(Reuters) – U.S. stocks rose on Monday as strong earnings reports from McDonald’s (MCD.N) and a slate of merger announcements lifted sentiment, while inflation worries were kept in check after tepid data on U.S. income and spending.
McDonald’s (MCD.N) jumped 5.3 percent after the world’s biggest fast-food chain by revenue topped analysts’ forecasts for profit and sales.
Shares of oil refiner Andeavor (ANDV.N) surged 14.4 percent, the biggest percentage gainer on the S&P 500, after rival Marathon Petroleum (MPC.N) agreed to buy the company for more than $23 billion. Marathon’s shares slid 4.2 percent.
“The big news was really the deals, that continue the trend of strong M&A environment,” said Aaron Clark, portfolio manager at GW&K Investment Management in Boston, Massachusetts.
Walmart (WMT.N) rose about 2 percent after Sainsbury’s (SBRY.L) agreed to buy the UK arm of Walmart, Asda, for about $10 billion, while Marriott Vacations Worldwide (VAC.N) said it would buy timeshare operator ILG Inc (ILG.O) for $4.7 billion, sending the target company’s shares up 4.5 percent.
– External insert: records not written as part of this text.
//! SQL compiler core for fxq.
//!
//! Architecture role:
//! - lowers single statements to one FetchXML document ([`sql_frontend`], DML lowering)
//! - builds physical operator plans for queries one document cannot express
//!   ([`physical_planner`]) and rewrites them ([`optimizer`])
//! - routes each statement of a batch to one of the two ([`compiler`])
//!
//! Key modules:
//! - [`fetch_xml`]: native query document model and rendering
//! - [`schema`], [`types`], [`expr`], [`evaluate`]: column model and expression engine
//! - [`cte_validator`]: common table expression rules
//! - [`explain`]: text rendering of compiled output

pub mod compiler;
pub mod cte_validator;
mod dml;
pub mod entity_table;
pub mod evaluate;
pub mod explain;
pub mod expr;
pub mod fetch_xml;
pub mod optimizer;
pub mod physical_plan;
pub mod physical_planner;
pub mod query;
pub mod schema;
pub mod sql_frontend;
pub mod types;
mod where_clause;

pub use compiler::*;
pub use cte_validator::{validate_cte, CteInfo};
pub use dml::convert_attribute_value;
pub use explain::{explain_physical, explain_query};
pub use optimizer::*;
pub use physical_plan::*;
pub use physical_planner::ExecutionPlanBuilder;
pub use query::*;
pub use sql_frontend::Sql2FetchXml;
Another big deal announcement was that of T-Mobile’s (TMUS.O) $26 billion takeover of fellow wireless carrier Sprint (S.N). Sprint shares fell 13.5 percent as analysts said it could face antitrust hurdles and the offer was seen as less favorable than an earlier one.
“Muted reactions to what was very strong earnings, capex spending picking up and strong M&A applies to what I’d say is part of classic late-cycle behavior,” said Clark.
At 11:36 a.m. ET, the Dow Jones Industrial Average .DJI was up 125.42 points, or 0.52 percent, at 24,436.61, the S&P 500 .SPX was up 4.38 points, or 0.16 percent, at 2,674.29 and the Nasdaq Composite .IXIC was up 7.74 points, or 0.11 percent, at 7,127.54.
U.S. bond yields edged lower after data showed March personal income rose lesser-than-expected, and personal spending in February was revised down to 0.3 percent, from the previously reported 0.4 percent.
Of the 274 S&P 500 firms that have reported first-quarter earnings so far, 79.2 percent topped profit expectations, according to Thomson Reuters data. That has lifted the estimate for earnings growth to 24.6 percent from about 18 percent at the start of the season.
Healthcare stocks were a drag, led by Celgene’s (CELG.O) 6 percent fall after Morgan Stanley noted it expects delay of up to three years for the company’s key multiple sclerosis drug. The S&P healthcare index was .SPXHC was down about 0.6 percent.
Arconic (ARNC.N) plummeted 15.2 percent after the aluminum products maker slashed its 2018 forecasts for profit and free cash flow as higher prices of the metal squeezed profit margins.
Allergan Plc (AGN.N) reversed course to fall 4.1 percent after its chief executive officer said he was opposed to fundamental changes to the drug company’s business strategy.
Advancing issues outnumbered decliners for a 1.16-to-1 ratio on the NYSE and for a 1.04-to-1 ratio on the Nasdaq.
The S&P index recorded 19 new 52-week highs and five new lows, while the Nasdaq recorded 42 new highs and 19 new lows.